Samsung SDI ha comunicato l'11 agosto che rileverà la quota del 49,99% di General Motors in Synergy Cells, la joint venture sulle batterie che le due società avevano creato nel 2024 per costruire una fabbrica di celle da 3,5 miliardi di dollari a New Carlisle, in Indiana. Una volta chiusa l'operazione, l'area di 680 acri diventerà il primo stabilimento di batterie interamente di proprietà di Samsung SDI in Nord America. Nessuna delle due aziende ha reso noto il prezzo di acquisto né una data di perfezionamento.

La motivazione dichiarata è la stessa da entrambe le parti, e non è tecnica: negli Stati Uniti la domanda di veicoli elettrici è cresciuta più lentamente di quanto il progetto fosse dimensionato per assorbire. Samsung SDI ha citato il mutato quadro di mercato e una crescita più lenta del previsto.

Che cosa è stato costruito e che cosa diventerà

L'impianto era stato annunciato con una capacità annua di 27 GWh, oltre 1.600 posti di lavoro e l'avvio della produzione su larga scala nel 2027. Finora GM ha speso circa 300 milioni di dollari sul sito. Ciò che quel denaro ha prodotto è un edificio finito senza alcun impianto di produzione al suo interno — il progetto è stato rinviato prima che entrassero i macchinari.

Il piano di Samsung SDI cambia il mix produttivo, non l'indirizzo. Accanto alle celle per veicoli, l'azienda intende aggiungere una linea per sistemi di accumulo di energia, orientando il sito verso la domanda di accumulo di rete e commerciale, che negli Stati Uniti cresce molto più rapidamente di quella per le auto elettriche. Una fabbrica di celle a metà è assai più facile da riconvertire che da abbandonare, e l'accumulo stazionario è lo sbocco ovvio per una capacità che le auto non stanno ancora chiedendo.

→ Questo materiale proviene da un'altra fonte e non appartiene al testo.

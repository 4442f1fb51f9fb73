//! E2E tests: health and readiness.

use super::test_helpers::*;

#[actix_rt::test]
async fn test_health() {
    let mock = start_mock().await;
    let app = create_test_app(&mock.base_url).await;

    let (status, body) = get_json(&app, "/api/v1/health").await;

    assert_eq!(status, 200);
    assert_eq!(body["status"], "healthy");
    assert!(body["timestamp"].is_string());
}

#[actix_rt::test]
async fn test_ready_when_paddles_answers() {
    let mock = start_mock().await;
    let app = create_test_app(&mock.base_url).await;

    let (status, body) = get_json(&app, "/api/v1/ready").await;

    assert_eq!(status, 200);
    assert_eq!(body["status"], "ready");
    assert_eq!(mock.requests(), vec!["/".to_string()]);
}

/// Readiness is never cached.
#[actix_rt::test]
async fn test_not_ready_when_paddles_fails() {
    let mock = start_mock().await;
    let app = create_test_app(&mock.base_url).await;

    let (ok, _) = get_json(&app, "/api/v1/ready").await;
    assert_eq!(ok, 200);

    mock.set_failing(true);
    let (status, body) = get_json(&app, "/api/v1/ready").await;

    assert_eq!(status, 503);
    assert_eq!(body["error"], "NOT_READY");
    assert!(
        body["message"]
            .as_str()
            .is_some_and(|m| m.starts_with("Paddles unreachable")),
        "{body}"
    );
}
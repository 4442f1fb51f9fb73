//! Client for the Paddles results service.
//!
//! Every list or detail request goes through the injected [`QueryCache`],
//! keyed by the full request URL.

use std::time::Duration;

use serde::de::DeserializeOwned;
use serde_json::Value as JsonValue;
use tracing::{debug, info};

use crate::error::FetchError;
use crate::models::{NodeJobs, QueryState, Run};

use super::query_cache::QueryCache;

/// Decoded response plus whether a background refresh is running.
#[derive(Debug, Clone)]
pub struct Fetched<T> {
    pub data: T,
    pub refreshing: bool,
}

/// Paddles HTTP client.
#[derive(Clone)]
pub struct PaddlesClient {
    base_url: String,
    http: reqwest::Client,
    cache: QueryCache,
}

impl PaddlesClient {
    /// Create a client whose requests fail after `timeout`.
    pub fn new(base_url: &str, timeout: Duration, cache: QueryCache) -> Result<Self, FetchError> {
        let http = reqwest::Client::builder()
            .connect_timeout(timeout)
            .timeout(timeout)
            .build()
            .map_err(|e| FetchError::Transport(format!("Failed to build HTTP client: {}", e)))?;

        let base_url = base_url.trim_end_matches('/').to_string();
        info!(
            "Paddles client initialized (base_url={}, timeout_ms={})",
            base_url,
            timeout.as_millis()
        );

        Ok(Self {
            base_url,
            http,
            cache,
        })
    }

    pub fn base_url(&self) -> &str {
        &self.base_url
    }

    /// URL of one page of runs. Paddles pages are one-based.
    pub fn runs_url(&self, query: &QueryState) -> String {
        let mut url = format!("{}/runs/", self.base_url);
        if let Some(ref status) = query.status {
            url.push_str(&format!("status/{}/", urlencoding::encode(status)));
        }
        url.push_str(&format!(
            "?page={}&count={}",
            query.page.saturating_add(1),
            query.page_size
        ));
        url
    }

    /// URL of a single run, including its jobs.
    pub fn run_url(&self, name: &str) -> String {
        format!("{}/runs/{}/", self.base_url, urlencoding::encode(name))
    }

    /// URL of one page of the jobs that ran on a node.
    pub fn node_jobs_url(&self, node: &str, query: &QueryState) -> String {
        format!(
            "{}/nodes/{}/jobs/?page={}&count={}",
            self.base_url,
            urlencoding::encode(node),
            query.page.saturating_add(1),
            query.page_size
        )
    }

    /// One page of runs.
    pub async fn runs(&self, query: &QueryState) -> Result<Fetched<Vec<Run>>, FetchError> {
        self.get_cached(self.runs_url(query)).await
    }

    /// A run with all of its jobs.
    pub async fn run(&self, name: &str) -> Result<Fetched<Run>, FetchError> {
        self.get_cached(self.run_url(name)).await
    }

    /// One page of a node's jobs.
    pub async fn node_jobs(
        &self,
        node: &str,
        query: &QueryState,
    ) -> Result<Fetched<NodeJobs>, FetchError> {
        self.get_cached(self.node_jobs_url(node, query)).await
    }

    /// Uncached reachability probe of the base URL.
    pub async fn ping(&self) -> Result<(), FetchError> {
        self.http
            .get(format!("{}/", self.base_url))
            .send()
            .await?
            .error_for_status()?;
        Ok(())
    }

    async fn get_cached<T: DeserializeOwned>(&self, url: String) -> Result<Fetched<T>, FetchError> {
        let http = self.http.clone();
        let request_url = url.clone();
        let lookup = self
            .cache
            .get_or_fetch(&url, move || fetch_json(http, request_url))
            .await?;

        let data = T::deserialize(lookup.value.as_ref())?;
        Ok(Fetched {
            data,
            refreshing: lookup.refreshing,
        })
    }
}

async fn fetch_json(http: reqwest::Client, url: String) -> Result<JsonValue, FetchError> {
    debug!(url = %url, "Fetching from Paddles");
    let response = http.get(&url).send().await?.error_for_status()?;
    Ok(response.json::<JsonValue>().await?)
}
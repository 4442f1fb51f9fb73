//! Health check endpoints.

use actix_web::{HttpResponse, get, web};
use chrono::Utc;
use serde::Serialize;
use tracing::warn;
use utoipa::ToSchema;

use crate::error::ErrorResponse;
use crate::services::PaddlesClient;

/// Health check response.
#[derive(Serialize, ToSchema)]
pub struct HealthResponse {
    status: &'static str,
    timestamp: String,
}

/// Readiness check response.
#[derive(Serialize, ToSchema)]
pub struct ReadyResponse {
    status: &'static str,
    paddles: &'static str,
}

/// Health check endpoint.
///
/// Returns 200 if the service is running.
#[utoipa::path(
    get,
    path = "/api/v1/health",
    tag = "Health",
    responses(
        (status = 200, description = "Service is healthy", body = HealthResponse)
    )
)]
#[get("/health")]
pub async fn health() -> HttpResponse {
    HttpResponse::Ok().json(HealthResponse {
        status: "healthy",
        timestamp: Utc::now().to_rfc3339(),
    })
}

/// Readiness check endpoint.
///
/// Returns 200 when the Paddles service answers.
#[utoipa::path(
    get,
    path = "/api/v1/ready",
    tag = "Health",
    responses(
        (status = 200, description = "Service is ready", body = ReadyResponse),
        (status = 503, description = "Paddles unreachable", body = crate::error::ErrorResponse)
    )
)]
#[get("/ready")]
pub async fn ready(client: web::Data<PaddlesClient>) -> HttpResponse {
    match client.ping().await {
        Ok(()) => HttpResponse::Ok().json(ReadyResponse {
            status: "ready",
            paddles: "reachable",
        }),
        Err(e) => {
            warn!(paddles_url = %client.base_url(), error = %e, "Readiness check failed");
            HttpResponse::ServiceUnavailable().json(ErrorResponse {
                error: "NOT_READY".to_string(),
                message: format!("Paddles unreachable: {e}"),
            })
        }
    }
}

/// Configure health routes.
pub fn configure_health_routes(cfg: &mut web::ServiceConfig) {
    cfg.service(health).service(ready);
}
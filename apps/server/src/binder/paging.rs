//! Paging regimes and the row count reported to the pager.

use serde::{Deserialize, Serialize};

/// Reported total for client paging before any rows have arrived.
pub const CLIENT_ROW_COUNT_SENTINEL: u64 = 999;

/// Upper bound reported for server paging, where the real total is unknown.
pub const SERVER_ROW_COUNT_SENTINEL: u64 = 9999;

/// Who paginates the rows.
#[derive(Debug, Clone, Copy, PartialEq, Eq, Serialize, Deserialize)]
#[serde(rename_all = "snake_case")]
pub enum PagingMode {
    /// Every row is fetched up front; the widget pages locally.
    Client,
    /// The remote source is queried once per page.
    Server,
}

/// Total row count reported to the pager.
///
/// Never zero, so pager controls stay usable while data is still loading.
pub fn row_count(mode: PagingMode, fetched: Option<usize>) -> u64 {
    match mode {
        PagingMode::Client => fetched
            .filter(|&n| n > 0)
            .map_or(CLIENT_ROW_COUNT_SENTINEL, |n| n as u64),
        PagingMode::Server => SERVER_ROW_COUNT_SENTINEL,
    }
}
//! Business logic services.

pub mod cache_sweeper;
pub mod paddles;
pub mod query_cache;

pub use cache_sweeper::{SweeperConfig, start_cache_sweeper};
pub use paddles::{Fetched, PaddlesClient};
pub use query_cache::{CacheLookup, CacheSettings, QueryCache};
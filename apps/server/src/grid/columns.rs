//! Column descriptors and the per-cell value pipeline.
//!
//! Every column names its data source explicitly: a [`ValueSource::Field`]
//! reads the row's same-named field, a [`ValueSource::Derived`] computes a
//! value from the whole row. Both are plain function pointers, so a column can
//! never mutate the row it reads.

use crate::models::{Cell, CellValue, ColumnKind, ColumnSpec};

use super::format::{format_date, format_duration};

/// Where a column's raw value comes from.
pub enum ValueSource<R> {
    /// The row's same-named field.
    Field(fn(&R) -> CellValue),
    /// A value computed from the row.
    Derived(fn(&R) -> CellValue),
}

/// One column of a grid over rows of type `R`.
pub struct Column<R> {
    pub field: &'static str,
    pub header_name: Option<&'static str>,
    pub width: Option<u16>,
    pub kind: ColumnKind,
    pub source: ValueSource<R>,
    /// Style class for the cell, computed from its raw value.
    pub cell_class: Option<fn(&CellValue) -> String>,
    pub tooltip: Option<fn(&R) -> Option<String>>,
    pub href: Option<fn(&R, &CellValue) -> Option<String>>,
}

impl<R> Column<R> {
    /// Column reading the row's same-named field.
    pub fn field(field: &'static str, kind: ColumnKind, getter: fn(&R) -> CellValue) -> Self {
        Self::new(field, kind, ValueSource::Field(getter))
    }

    /// Column computing its value from the row.
    pub fn derived(field: &'static str, kind: ColumnKind, getter: fn(&R) -> CellValue) -> Self {
        Self::new(field, kind, ValueSource::Derived(getter))
    }

    fn new(field: &'static str, kind: ColumnKind, source: ValueSource<R>) -> Self {
        Self {
            field,
            header_name: None,
            width: None,
            kind,
            source,
            cell_class: None,
            tooltip: None,
            href: None,
        }
    }

    pub fn header(mut self, header_name: &'static str) -> Self {
        self.header_name = Some(header_name);
        self
    }

    pub fn width(mut self, width: u16) -> Self {
        self.width = Some(width);
        self
    }

    pub fn cell_class(mut self, classifier: fn(&CellValue) -> String) -> Self {
        self.cell_class = Some(classifier);
        self
    }

    pub fn tooltip(mut self, tooltip: fn(&R) -> Option<String>) -> Self {
        self.tooltip = Some(tooltip);
        self
    }

    pub fn href(mut self, href: fn(&R, &CellValue) -> Option<String>) -> Self {
        self.href = Some(href);
        self
    }

    /// Raw value of this column for `row`.
    pub fn get_value(&self, row: &R) -> CellValue {
        match &self.source {
            ValueSource::Field(getter) | ValueSource::Derived(getter) => getter(row),
        }
    }

    /// Display string for a raw value of this column.
    pub fn format_value(&self, value: &CellValue) -> String {
        match (self.kind, value) {
            (_, CellValue::Absent) => String::new(),
            (ColumnKind::Date, CellValue::Text(s)) => format_date(Some(s)),
            (ColumnKind::Date, CellValue::Int(_)) => String::new(),
            (ColumnKind::Duration, CellValue::Int(n)) => format_duration(Some(*n)),
            (ColumnKind::Duration, CellValue::Text(_)) => String::new(),
            // Rendered as icons by the widget.
            (_, CellValue::Links(_)) => String::new(),
            (_, CellValue::Text(s)) => s.clone(),
            (_, CellValue::Int(n)) => n.to_string(),
        }
    }

    /// Full cell: raw value, display string and optional decorations.
    pub fn render_cell(&self, row: &R) -> Cell {
        let value = self.get_value(row);
        let display = self.format_value(&value);
        let class = self.cell_class.map(|classify| classify(&value));
        let tooltip = self.tooltip.and_then(|tooltip| tooltip(row));
        let href = self.href.and_then(|href| href(row, &value));

        Cell {
            value,
            display,
            class,
            tooltip,
            href,
        }
    }

    /// Header description sent to the widget.
    pub fn spec(&self) -> ColumnSpec {
        ColumnSpec {
            field: self.field,
            header_name: self.header_name,
            width: self.width,
            kind: self.kind,
        }
    }
}

/// A row type that can be shown in a grid.
pub trait GridRow {
    /// Stable identifier of the row.
    fn row_id(&self) -> String;

    /// Style class of the whole row, if any.
    fn row_class(&self) -> Option<String> {
        None
    }
}
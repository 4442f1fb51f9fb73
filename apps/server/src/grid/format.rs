//! Display formatting for date and duration columns.
//!
//! Formatting an absent or unparseable value always yields an empty string.

use chrono::{Local, TimeZone};

use super::derive::parse_timestamp;

/// Fixed-width `yy-MM-dd HH:mm:ss` layout.
pub const DATE_FORMAT: &str = "%y-%m-%d %H:%M:%S";

/// Format a timestamp in the server's local timezone.
pub fn format_date(value: Option<&str>) -> String {
    format_date_in(value, &Local)
}

/// Format a timestamp in the given timezone.
pub fn format_date_in<Tz>(value: Option<&str>, tz: &Tz) -> String
where
    Tz: TimeZone,
    Tz::Offset: std::fmt::Display,
{
    value
        .and_then(parse_timestamp)
        .map(|dt| dt.with_timezone(tz).format(DATE_FORMAT).to_string())
        .unwrap_or_default()
}

/// Format a count of seconds as e.g. `1h 2m 3s`.
///
/// Zero components are omitted; zero itself is `0s`.
pub fn format_duration(secs: Option<i64>) -> String {
    let Some(secs) = secs else {
        return String::new();
    };

    let sign = if secs < 0 { "-" } else { "" };
    let total = secs.unsigned_abs();
    let (hours, minutes, seconds) = (total / 3600, (total % 3600) / 60, total % 60);

    let mut parts = Vec::with_capacity(3);
    if hours > 0 {
        parts.push(format!("{hours}h"));
    }
    if minutes > 0 {
        parts.push(format!("{minutes}m"));
    }
    if seconds > 0 || parts.is_empty() {
        parts.push(format!("{seconds}s"));
    }

    format!("{sign}{}", parts.join(" "))
}
//! Grid view DTOs handed to the browser grid widget.

use std::collections::BTreeMap;

use serde::{Deserialize, Serialize};
use utoipa::ToSchema;

use super::query::FilterModel;
use crate::binder::{PagingMode, ViewState};

/// Raw value of one cell, before formatting.
#[derive(Debug, Clone, PartialEq, Serialize, Deserialize)]
#[serde(untagged)]
pub enum CellValue {
    /// No value. Serializes as `null`.
    Absent,
    Int(i64),
    Text(String),
    Links(LinkTargets),
}

impl CellValue {
    /// Build a text value, treating `None` as absent.
    pub fn text(value: Option<&str>) -> Self {
        value.map_or(Self::Absent, |v| Self::Text(v.to_string()))
    }

    /// Build an integer value, treating `None` as absent.
    pub fn int(value: Option<i64>) -> Self {
        value.map_or(Self::Absent, Self::Int)
    }

    pub fn as_str(&self) -> Option<&str> {
        match self {
            Self::Text(s) => Some(s),
            _ => None,
        }
    }
}

/// Targets for the icon links of a job row.
#[derive(Debug, Clone, Default, PartialEq, Eq, Serialize, Deserialize, ToSchema)]
pub struct LinkTargets {
    /// Directory holding the job's logs.
    pub log: Option<String>,
    /// External error-tracker event.
    pub sentry: Option<String>,
}

/// How a column's value is interpreted and formatted.
#[derive(Debug, Clone, Copy, PartialEq, Eq, Serialize, Deserialize, ToSchema)]
#[serde(rename_all = "snake_case")]
pub enum ColumnKind {
    Text,
    Number,
    Date,
    Duration,
    Links,
    Status,
    Link,
}

/// Column header description sent to the widget.
#[derive(Debug, Clone, Serialize, ToSchema)]
pub struct ColumnSpec {
    pub field: &'static str,
    #[serde(skip_serializing_if = "Option::is_none")]
    pub header_name: Option<&'static str>,
    #[serde(skip_serializing_if = "Option::is_none")]
    pub width: Option<u16>,
    pub kind: ColumnKind,
}

/// One rendered cell.
#[derive(Debug, Clone, Serialize, ToSchema)]
pub struct Cell {
    /// Raw value used for sorting and filtering.
    #[schema(value_type = Object)]
    pub value: CellValue,
    /// Display string.
    pub display: String,
    /// Style class for conditional formatting.
    #[serde(skip_serializing_if = "Option::is_none")]
    pub class: Option<String>,
    #[serde(skip_serializing_if = "Option::is_none")]
    pub tooltip: Option<String>,
    #[serde(skip_serializing_if = "Option::is_none")]
    pub href: Option<String>,
}

/// One rendered row, keyed by column field.
#[derive(Debug, Clone, Serialize, ToSchema)]
pub struct DisplayRow {
    pub id: String,
    #[serde(skip_serializing_if = "Option::is_none")]
    pub class: Option<String>,
    #[schema(value_type = Object)]
    pub cells: BTreeMap<&'static str, Cell>,
}

/// Row density of the grid.
#[derive(Debug, Clone, Copy, PartialEq, Eq, Serialize, ToSchema)]
#[serde(rename_all = "snake_case")]
pub enum Density {
    Compact,
}

/// Where filtering happens.
#[derive(Debug, Clone, Copy, PartialEq, Eq, Serialize, ToSchema)]
#[serde(rename_all = "snake_case")]
pub enum FilterMode {
    Client,
}

/// Fixed presentation options of the display surface.
#[derive(Debug, Clone, Serialize, ToSchema)]
pub struct DisplayOptions {
    pub density: Density,
    /// Container height in pixels.
    pub height: u32,
    /// CSS width of the container.
    pub width: &'static str,
}

#[derive(Debug, Clone, Copy, PartialEq, Eq, Serialize, Deserialize, ToSchema)]
#[serde(rename_all = "snake_case")]
pub enum SortDirection {
    Asc,
    Desc,
}

#[derive(Debug, Clone, PartialEq, Eq, Serialize, ToSchema)]
pub struct SortItem {
    pub field: &'static str,
    pub sort: SortDirection,
}

/// Paging state forwarded to the widget.
#[derive(Debug, Clone, PartialEq, Eq, Serialize, ToSchema)]
pub struct PaginationState {
    #[schema(value_type = String)]
    pub mode: PagingMode,
    pub page: u32,
    pub page_size: u32,
    /// Reported total; a sentinel when the real total is unknown.
    pub row_count: u64,
    /// Hide the footer total when `row_count` is only a sentinel upper bound.
    pub hide_footer_row_count: bool,
}

/// Complete description of one grid as rendered by the display surface.
#[derive(Debug, Clone, Serialize, ToSchema)]
pub struct GridView {
    pub options: DisplayOptions,
    pub columns: Vec<ColumnSpec>,
    pub rows: Vec<DisplayRow>,
    /// True while a fetch (initial or background refresh) is outstanding.
    pub loading: bool,
    #[schema(value_type = String)]
    pub view_state: ViewState,
    pub pagination: PaginationState,
    pub filter_mode: FilterMode,
    pub filter_model: FilterModel,
    pub sort_model: Vec<SortItem>,
}
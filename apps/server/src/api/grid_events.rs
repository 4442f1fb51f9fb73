//! Grid event endpoint: folds widget events into the URL query state.

use actix_web::{HttpResponse, post, web};
use tracing::debug;

use crate::binder::{ViewEvent, ViewState, reduce};
use crate::error::{AppError, AppResult};
use crate::models::{GridEventRequest, GridEventResponse, QueryState};

use super::ViewSettings;

/// Apply one grid event to the current query.
///
/// Returns the next query and whether the list has to be refetched.
/// The query string is what the page writes back into its location.
#[utoipa::path(
    post,
    path = "/api/v1/grid/events",
    tag = "Grid",
    request_body = GridEventRequest,
    responses(
        (status = 200, description = "Next query state", body = GridEventResponse),
        (status = 400, description = "Malformed event", body = crate::error::ErrorResponse)
    )
)]
#[post("/grid/events")]
pub async fn apply_grid_event(
    settings: web::Data<ViewSettings>,
    body: web::Json<GridEventRequest>,
) -> AppResult<HttpResponse> {
    let request = body.into_inner();
    let current = QueryState::from_params(&request.query, settings.default_page_size);
    let next = reduce(&current, &request.event);
    let refetch = next != current;

    let view_state = if refetch {
        ViewState::Idle.next(ViewEvent::QueryChanged)
    } else {
        ViewState::Idle
    };

    debug!(
        event = ?request.event,
        refetch,
        page = next.page,
        page_size = next.page_size,
        "Applied grid event"
    );

    Ok(HttpResponse::Ok().json(GridEventResponse {
        query_string: next.to_query_string(),
        query: next,
        refetch,
        view_state,
    }))
}

/// Configure grid event routes.
///
/// Malformed bodies are reported through [`AppError`] so they share the
/// JSON error shape of every other endpoint.
pub fn configure_routes(cfg: &mut web::ServiceConfig) {
    cfg.app_data(
        web::JsonConfig::default()
            .error_handler(|err, _req| AppError::InvalidInput(err.to_string()).into()),
    )
    .service(apply_grid_event);
}
//! Row/column transformer and display surface.

pub mod columns;
pub mod derive;
pub mod format;
pub mod job_columns;
pub mod run_columns;
pub mod style;
pub mod surface;

pub use columns::{Column, GridRow, ValueSource};
pub use job_columns::{job_columns, job_sort_model};
pub use run_columns::{run_columns, run_sort_model};
pub use surface::{GridSurface, display_options, render_rows};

Gli investitori non hanno accolto la notizia in modo uniforme. Il titolo Samsung SDI ha perso il 4,5%, reazione ragionevole di fronte all'assunzione del 100% del rischio di un progetto in un mercato che ha appena deluso il suo promotore originario.

Uno schema ricorrente per GM, non un caso isolato

È la seconda volta che GM lascia al partner una fabbrica di batterie in programma. In precedenza aveva ceduto la propria quota in un altro sito a LG Energy Solution e ha contabilizzato svalutazioni per circa 11 miliardi di dollari sui suoi programmi elettrici. L'azienda non sta uscendo dall'auto elettrica, ma ha chiaramente deciso che possedere la produzione di celle non è il posto in cui vuole il proprio capitale.

È una vera spaccatura strategica nel settore. Tesla, BYD e CATL considerano la produzione di celle qualcosa da controllare. GM converge verso il modello più antico: comprare le celle, costruire le auto.

Perché un impianto in Indiana conta in Europa

Nulla di tutto questo cambia quanto paga o quanto attende un acquirente europeo. Il segnale riguarda chi finirà per possedere la capacità occidentale di produzione di celle.

I progetti europei sulle celle si scontrano con la stessa aritmetica — una curva della domanda arrivata più tardi e più piatta di quanto ipotizzassero i business plan, come ha illustrato l'analisi di Deloitte sull'industria europea delle batterie. Quando un costruttore di auto si ritira, la capacità non svanisce: passa a un produttore asiatico di celle che sa già come farla funzionare. Gli impianti vengono costruiti. La domanda a cui risponde l'accordo dell'Indiana è di chi sia il nome sulla porta, e la risposta continua a essere la stessa.